Thursday, May 21, 2020

Blood and plasma: a brief history, from 1628

With all my discussion of convalescent plasma for Covid-19 this week*, here's a historical perspective on the technology and changes in medical practice since the discovery of blood circulation in 1628 that allows blood and plasma to be used in medicine.

A history of blood transfusion: a confluence of science—in peace, in war, and in the laboratory
by Kevin R. Loughlin
Hektoen International, Volume 12, Issue 2 – Spring 2020.

"Since 1628 when William Harvey discovered the circulation of blood, there had been hope that blood transfusion would be possible.
"After Harvey’s discovery, transfusion attempts began. In 1665 Richard Lower kept dogs alive by transfusing blood from other dogs.2 In 1667 French physician Jean Denys transfused nine ounces of blood from the carotid artery of a lamb into the vein of a young man. He continued the practice until the third patient so treated, died.3 Denys was sued by the wife of the deceased patient, who presumably died from a hemolytic reaction, but was exonerated. However, the French Parliament, the Royal Society, and the Catholic Church subsequently issued a general prohibition against transfusions.4

"It would not be until 1818 when transfusions were seriously considered again. A British obstetrician, James Blundell, performed a human blood transfusion in the setting of a postpartum hemorrhage.5 However, the debate over transfusions continued over the remainder of the nineteenth century. In 1849 C.H.F. Routh reviewed all the published transfusions to date and remarked in the Medical Times that of the 48 recorded cases, 18 had a fatal outcome and concluded that the mortality rate was unacceptably high.5 The next major advance in transfusion therapy would wait until the turn of the century.

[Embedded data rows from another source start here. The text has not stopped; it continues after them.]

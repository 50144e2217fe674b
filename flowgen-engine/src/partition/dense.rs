use std::collections::VecDeque;

use flowgen_rule::Rule;
use flowgen_types::Rng;

use crate::config::Config;
use crate::params::ParamCalc;
use crate::split::split_rule;
use crate::state::ProblemState;

/// Trie partitioning for dense targets. Internal nodes are solid rules
/// committed up front (each covers its whole subtree); leaves host the
/// subproblems. Height grows until the trie both fits the bit budget and
/// reaches the parameter.
#[derive(Debug)]
pub struct DensePartition {
    n: u32,
    p: u32,
    total_width: u32,
    height: u32,
    trie: Trie,
}

impl DensePartition {
    pub fn new(n: u32, p: u32, total_width: u32) -> Self {
        Self {
            n,
            p,
            total_width,
            height: 0,
            trie: Trie::default(),
        }
    }

    pub fn height(&self) -> u32 {
        self.height
    }

    /// Raise the trie height until a feasible allocation builds; refuse once
    /// the height exhausts the bit budget.
    pub fn add_partition(&mut self, calc: &mut ParamCalc) -> bool {
        loop {
            self.height += 1;
            if self.total_width < self.height {
                return false;
            }
            // five bits buy a bucket of four rules at each remaining level
            let log2_leaf = 0.4 * f64::from(self.total_width - self.height);
            let part_count = 2f64.powi(self.height as i32);
            let spare = f64::from(self.n) - part_count + 1.0;
            if spare > 0.0 && log2_leaf < (spare / part_count).log2() {
                return false;
            }
            if self.trie.build(self.n, self.height, self.p, log2_leaf, calc) {
                return true;
            }
        }
    }

    /// Walk the trie: every internal node emits its rule (before its
    /// descendants, covering rules first) and splits; every leaf emits one
    /// subproblem from the three-bucket parameter allocation.
    pub fn export_origins(
        &self,
        config: &Config,
        rng: &mut Rng,
        final_set: &mut Vec<Rule>,
        origins: &mut VecDeque<ProblemState>,
    ) -> bool {
        let Some(root) = &self.trie.root else {
            return false;
        };
        let mut leaf_index = 0u32;
        self.export_node(
            root,
            config.layout.wildcard_rule(),
            config,
            rng,
            final_set,
            origins,
            &mut leaf_index,
        )
    }

    #[allow(clippy::too_many_arguments)]
    fn export_node(
        &self,
        node: &TrieNode,
        rule: Rule,
        config: &Config,
        rng: &mut Rng,
        final_set: &mut Vec<Rule>,
        origins: &mut VecDeque<ProblemState>,
        leaf_index: &mut u32,
    ) -> bool {
        if node.is_leaf {
            let (parameter, part) = self.trie.leaf_budget(*leaf_index);
            *leaf_index += 1;
            origins.push_back(ProblemState::new(part, parameter, true, rule, config));
            return true;
        }
        final_set.push(rule.clone());
        let halves = split_rule(&rule, &config.layout, |i| config.field_weight(i), rng);
        let mut ok = true;
        match halves {
            Some((low, high)) => {
                if let Some(child) = &node.children[0] {
                    ok &= self.export_node(child, low, config, rng, final_set, origins, leaf_index);
                }
                if let Some(child) = &node.children[1] {
                    ok &=
                        self.export_node(child, high, config, rng, final_set, origins, leaf_index);
                }
            }
            None => {
                ok = node.children.iter().all(Option::is_none);
            }
        }
        ok
    }
}

#[derive(Debug, Default)]
struct Trie {
    root: Option<Box<TrieNode>>,
    leaf_parameter: u32,
    internal_parameter: u32,
    leaf_count: u32,
    internal_count: u32,
    large_part: u32,
    small_part: u32,
    large_count: u32,
    small_count: u32,
    full_large_count: u32,
    full_large_parameter: u32,
    full_small_count: u32,
    full_small_parameter: u32,
    partial_parameter: u32,
}

#[derive(Debug)]
struct TrieNode {
    count: u32,
    is_leaf: bool,
    children: [Option<Box<TrieNode>>; 2],
}

impl Trie {
    /// Build a height-`h` trie allocating `n` rules, leaves capped at
    /// `2^log2_leaf`. Fails when the allocation cannot land exactly on `n`
    /// or the achievable parameter band misses `p`.
    fn build(&mut self, n: u32, h: u32, p: u32, log2_leaf: f64, calc: &mut ParamCalc) -> bool {
        *self = Trie::default();
        let mut remaining = n;
        let (root, _) = self.build_node(&mut remaining, h, 0, log2_leaf, calc);
        self.root = root;
        if self.leaf_count == 0
            || remaining != 0
            || self.leaf_parameter + self.internal_parameter < p
            || self.internal_parameter > p
        {
            return false;
        }
        self.arrange(n, p, calc);
        true
    }

    fn build_node(
        &mut self,
        remaining: &mut u32,
        h: u32,
        depth: u32,
        log2_leaf: f64,
        calc: &mut ParamCalc,
    ) -> (Option<Box<TrieNode>>, u32) {
        if *remaining == 0 {
            return (None, 0);
        }
        if depth == h || *remaining == 1 {
            self.leaf_count += 1;
            let count;
            if f64::from(*remaining).log2() <= log2_leaf {
                count = *remaining;
                if *remaining < self.large_count {
                    self.small_part = *remaining;
                    self.small_count += 1;
                } else {
                    self.large_part = *remaining;
                    self.large_count += 1;
                }
                *remaining = 0;
            } else {
                count = log2_leaf.exp2().round() as u32;
                *remaining -= count;
                self.large_part = count;
                self.large_count += 1;
            }
            self.leaf_parameter += calc.at(count);
            let node = TrieNode {
                count,
                is_leaf: true,
                children: [None, None],
            };
            (Some(Box::new(node)), 1)
        } else {
            self.internal_count += 1;
            *remaining -= 1;
            let (child0, left) = self.build_node(remaining, h, depth + 1, log2_leaf, calc);
            let (child1, right) = self.build_node(remaining, h, depth + 1, log2_leaf, calc);
            self.internal_parameter += left + right;
            let node = TrieNode {
                count: 1,
                is_leaf: false,
                children: [child0, child1],
            };
            (Some(Box::new(node)), left + right + 1)
        }
    }

    /// Distribute `p` over the leaves: the partial leaf takes a proportional
    /// share, the full leaves split the rest into large/small halves exactly.
    fn arrange(&mut self, n: u32, p: u32, calc: &mut ParamCalc) {
        let leaf_parts = n - self.internal_count;
        let mut leaf_budget = p - self.internal_parameter;
        self.partial_parameter =
            (leaf_budget / leaf_parts * self.small_part).min(calc.at(self.small_part));
        leaf_budget -= self.partial_parameter;
        if self.large_count > 0 {
            self.full_small_parameter = leaf_budget / self.large_count;
            self.full_large_parameter = self.full_small_parameter + 1;
            self.full_large_count = leaf_budget % self.large_count;
            self.full_small_count = self.large_count - self.full_large_count;
        } else {
            self.full_small_parameter = 0;
            self.full_large_parameter = 0;
            self.full_large_count = 0;
            self.full_small_count = 0;
        }
    }

    /// (parameter, rule count) of the leaf at pre-order position `index`.
    fn leaf_budget(&self, index: u32) -> (u32, u32) {
        if index < self.full_large_count {
            (self.full_large_parameter, self.large_part)
        } else if index < self.full_large_count + self.full_small_count {
            (self.full_small_parameter, self.large_part)
        } else {
            (self.partial_parameter, self.small_part)
        }
    }
}
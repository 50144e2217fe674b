use std::collections::VecDeque;

use tracing::{debug, info};

use flowgen_dag::{QuadDagPool, TargetKind};
use flowgen_rule::Rule;
use flowgen_types::Rng;

use crate::config::{Config, Target, TargetValue};
use crate::error::Error;
use crate::local::solve_local;
use crate::params::ParamCalc;
use crate::partition::{DensePartition, Partition, SparsePartition};
use crate::select::SelectorIndex;
use crate::state::ProblemState;

/// The global driver: owns the RNG, the memoized calculator and the selector
/// indexes, and runs the partition-retry loop around the recursive solver.
pub struct Generator<'a> {
    config: &'a Config,
    pool: &'a QuadDagPool,
    rng: Rng,
    calc: ParamCalc,
    index: SelectorIndex,
    kind: TargetKind,
    target: u32,
    attempts: u32,
}

impl<'a> Generator<'a> {
    pub fn new(config: &'a Config, pool: &'a QuadDagPool) -> Self {
        let mut rng = Rng::new(config.seed);
        let mut calc = ParamCalc::new(config.rule_count);
        let (kind, target) = resolve_target(config, &mut calc, &mut rng);
        let index = SelectorIndex::build(pool, kind);
        Self {
            config,
            pool,
            rng,
            calc,
            index,
            kind,
            target,
            attempts: 0,
        }
    }

    pub fn target_kind(&self) -> TargetKind {
        self.kind
    }

    pub fn target_value(&self) -> u32 {
        self.target
    }

    /// Partition attempts consumed by the last `solve` call.
    pub fn attempts(&self) -> u32 {
        self.attempts
    }

    /// Produce the rule set: pick a partitioner by target density, then
    /// export origins and drain the subproblem queues, re-partitioning from
    /// scratch on every recoverable failure.
    pub fn solve(&mut self) -> Result<Vec<Rule>, Error> {
        let n = self.config.rule_count;
        let width = self.config.layout.available_bit_count();
        let mut partition = if self.target > self.calc.at(n) {
            Partition::Dense(DensePartition::new(n, self.target, width))
        } else {
            Partition::Sparse(SparsePartition::new(n, self.target, width))
        };
        if !partition.prepare(&mut self.calc) {
            return Err(Error::NoCandidate);
        }
        self.attempts = 0;
        loop {
            self.attempts += 1;
            let mut final_set = Vec::new();
            let mut origins = VecDeque::new();
            let exported = partition.export_origins(
                self.config,
                &mut self.calc,
                &mut self.rng,
                &mut final_set,
                &mut origins,
            );
            if exported {
                match self.solve_all(&mut final_set, &mut origins) {
                    Ok(()) => {
                        info!(
                            rules = final_set.len(),
                            attempts = self.attempts,
                            partition = %partition.describe(),
                            "rule set solved"
                        );
                        return Ok(final_set);
                    }
                    Err(error) => {
                        debug!(%error, partition = %partition.describe(), "attempt failed");
                    }
                }
            } else {
                debug!(partition = %partition.describe(), "origin export failed");
            }
            if !partition.add_partition(&mut self.calc) {
                return Err(Error::NoCandidate);
            }
        }
    }

    fn solve_all(
        &mut self,
        final_set: &mut Vec<Rule>,
        origins: &mut VecDeque<ProblemState>,
    ) -> Result<(), Error> {
        while let Some(origin) = origins.pop_front() {
            let mut states = VecDeque::new();
            states.push_back(origin);
            while let Some(state) = states.pop_front() {
                let outcome = solve_local(
                    &state,
                    self.config,
                    self.pool,
                    &self.index,
                    self.kind,
                    &mut self.calc,
                    &mut self.rng,
                )?;
                final_set.extend(outcome.emitted);
                states.extend(outcome.children);
            }
        }
        Ok(())
    }
}

fn resolve_target(config: &Config, calc: &mut ParamCalc, rng: &mut Rng) -> (TargetKind, u32) {
    match config.target {
        Some(Target {
            kind,
            value: TargetValue::Absolute(value),
        }) => (kind, value),
        Some(Target {
            kind,
            value: TargetValue::Relative(fraction),
        }) => {
            let max = calc.at(config.rule_count);
            (kind, (fraction * f64::from(max)) as u32)
        }
        None => {
            // unspecified runs get a random relative dependency-length target;
            // the draw happens first so the stream position is stable
            let fraction = rng.next_f64(0.0, 1.0);
            let max = calc.at(config.rule_count);
            (
                TargetKind::DependencyLength,
                (fraction * f64::from(max)) as u32,
            )
        }
    }
}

"Karl Landsteiner was an Austrian physician and immunologist. While working at the University of Vienna, he became interested in blood serum work, specifically the factors that led to hemagglutination of red blood cells. This resulted in two landmark publications in 1900 and 1901 that described the evidence of blood groups that he named A, B, and C.6,7 These would later be modified to A, B, and O. Two years later, two of his colleagues, Alfred Von Decastelo and Adriano Sturli, would add a fourth blood type, AB.8,9 Landsteiner would be awarded the Nobel Prize in 1930 for his elucidation of the blood groups.

... in 1912, Doctor Roger Lee demonstrated that O blood could be given to a person of any blood type (universal donor) and that a person with AB blood could receive blood from any blood group (universal recipient).
"As blood transfusions became more widespread in medical practice, the concept of establishing blood banks became attractive. In the 1930s Bernard Fantus at Cook County Hospital20 and Carl W. Walter at Peter Bent Brigham Hospital started blood banks. In Boston, Walter’s efforts were viewed with such skepticism and disdain that his facility was relegated to a basement room at Harvard because some trustees thought the storage and use of blood was “immoral and unethical.”21 Fifteen years later he invented the plastic blood bag, which greatly facilitated transfusion therapy.21
"In 1940 Edwin Cohn developed ethanol fractionation, the process of breaking down plasma into component products. Albumin, gamma globulin, and fibrinogen were isolated to become available for clinical use.

"In 1944 dried plasma became available for the treatment of combat injuries. Component transfusion therapy became more widely used as the war progressed. The Red Cross concluded its World War II blood program in 1945 after 13 million pints had been collected.11

"In 1961 platelet concentrates became recognized for reducing mortality from hemorrhage in cancer patients. In 1964 plasmapheresis was introduced as a means of collecting plasma for fractionation. In 1971 Hepatitis B surface antigen (HbsAg) testing of donated blood began and in 1992 testing of donor blood for HIV-1 and HIV-2 antibodies commenced.